La colère du Président Papoulias
16.02.2012(AFP)
Le président grec Carolos Papoulias, qui fut un adolescent actif dans la résistance anti-nazie, ne supporte pas les "railleries" du ministre des Finances allemand, ou des dirigeants néerlandais et finlandais sur le combat que mène Athènes pour rester dans la zone euro. "Je n'accepte pas que mon pays soit raillé par M. (Wolfgang) Schäuble" a dit le président de la république grecque lors d'une visite au ministère de la Défense mercredi. "Qui est M. Schäuble pour railler la Grèce? Qui sont les Néerlandais? qui sont les Finlandais?" s'est exclamé le chef de l'Etat, personnalité consensuelle du monde politique de son pays, jouissant d'une grande popularité. "Nous avons toujours eu la fierté de défendre non seulement notre liberté, mais aussi celle de l'Europe" a ajouté le président grec, actif dans la résistance anti-nazie de 1942 à 1944, alors qu'il n'était qu'adolescent, qui a plus tard étudié le droit à Munich et Cologne.
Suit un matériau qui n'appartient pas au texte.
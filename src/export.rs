use crate::models::{LogRow, format_timestamp};
use chrono::NaiveDate;

pub const CSV_HEADER: [&str; 6] = ["date", "memberId", "memberName", "status", "markedBy", "markedAt"];

/// Header first, every field double-quoted with inner quotes doubled, rows
/// joined by `\n` with no trailing newline.
pub fn logs_to_csv(rows: &[LogRow]) -> Vec<u8> {
    let mut lines = Vec::with_capacity(rows.len() + 1);
    lines.push(csv_line(CSV_HEADER));

    for row in rows {
        lines.push(csv_line([
            row.date.to_string().as_str(),
            row.member_id.as_str(),
            row.member_name.as_str(),
            row.status.as_str(),
            row.marked_by.as_str(),
            format_timestamp(&row.marked_at).as_str(),
        ]));
    }

    lines.join("\n").into_bytes()
}

pub fn export_file_name(today: NaiveDate) -> String {
    format!("attendance_{today}.csv")
}

fn csv_line<'a>(fields: impl IntoIterator<Item = &'a str>) -> String {
    fields
        .into_iter()
        .map(quote_field)
        .collect::<Vec<_>>()
        .join(",")
}

fn quote_field(field: &str) -> String {
    format!("\"{}\"", field.replace('"', "\"\""))
}

#[cfg(test)]
mod tests {
    use super::*;
    use crate::models::AttendanceStatus;
    use chrono::{TimeZone, Utc};

    fn row(member_name: &str) -> LogRow {
        LogRow {
            date: NaiveDate::from_ymd_opt(2025, 1, 1).unwrap(),
            member_id: "M-001".to_string(),
            member_name: member_name.to_string(),
            status: AttendanceStatus::Present,
            marked_by: "u-admin".to_string(),
            marked_at: Utc.with_ymd_and_hms(2025, 1, 1, 10, 0, 0).unwrap(),
        }
    }

    #[test]
    fn exports_header_and_quoted_rows() {
        let csv = String::from_utf8(logs_to_csv(&[row("Amit Patel")])).unwrap();
        assert_eq!(
            csv,
            "\"date\",\"memberId\",\"memberName\",\"status\",\"markedBy\",\"markedAt\"\n\
             \"2025-01-01\",\"M-001\",\"Amit Patel\",\"Present\",\"u-admin\",\"2025-01-01T10:00:00.000Z\""
        );
    }

    #[test]
    fn doubles_embedded_quotes() {
        let csv = String::from_utf8(logs_to_csv(&[row("Amit \"Big A\" Patel, Jr")])).unwrap();
        let line = csv.lines().nth(1).unwrap();
        assert!(line.contains("\"Amit \"\"Big A\"\" Patel, Jr\""));
    }

    #[test]
    fn empty_export_is_just_the_header() {
        let csv = String::from_utf8(logs_to_csv(&[])).unwrap();
        assert_eq!(csv.lines().count(), 1);
        assert!(!csv.ends_with('\n'));
    }

    #[test]
    fn file_name_uses_iso_date() {
        let today = NaiveDate::from_ymd_opt(2026, 10, 15).unwrap();
        assert_eq!(export_file_name(today), "attendance_2026-10-15.csv");
    }
}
Le ministre allemand des Finances Wolfgang Schäuble avait répété mercredi la volonté de son pays d'aider la Grèce, mais seulement si celle-ci n'était pas "un puits sans fond". Les Pays-Bas et la Finlande sont aussi à l'origine d'appels au sein de la zone euro en faveur d'une ligne dure vis-à-vis de la Grèce, afin que le pays surendetté et croulant sous les déficits honore rapidement toutes les promesses de réformes faites lors d'un premier memorandum signé en 2010. L'Allemagne, la Finlande et les Pays-Bas sont trois des quatre pays de la zone euro qui ont conservé leur notation AAA auprès de l'agence Standard and Poor's, avec le Luxembourg, lors de la dernière vague de rétrogradations du 14 janvier.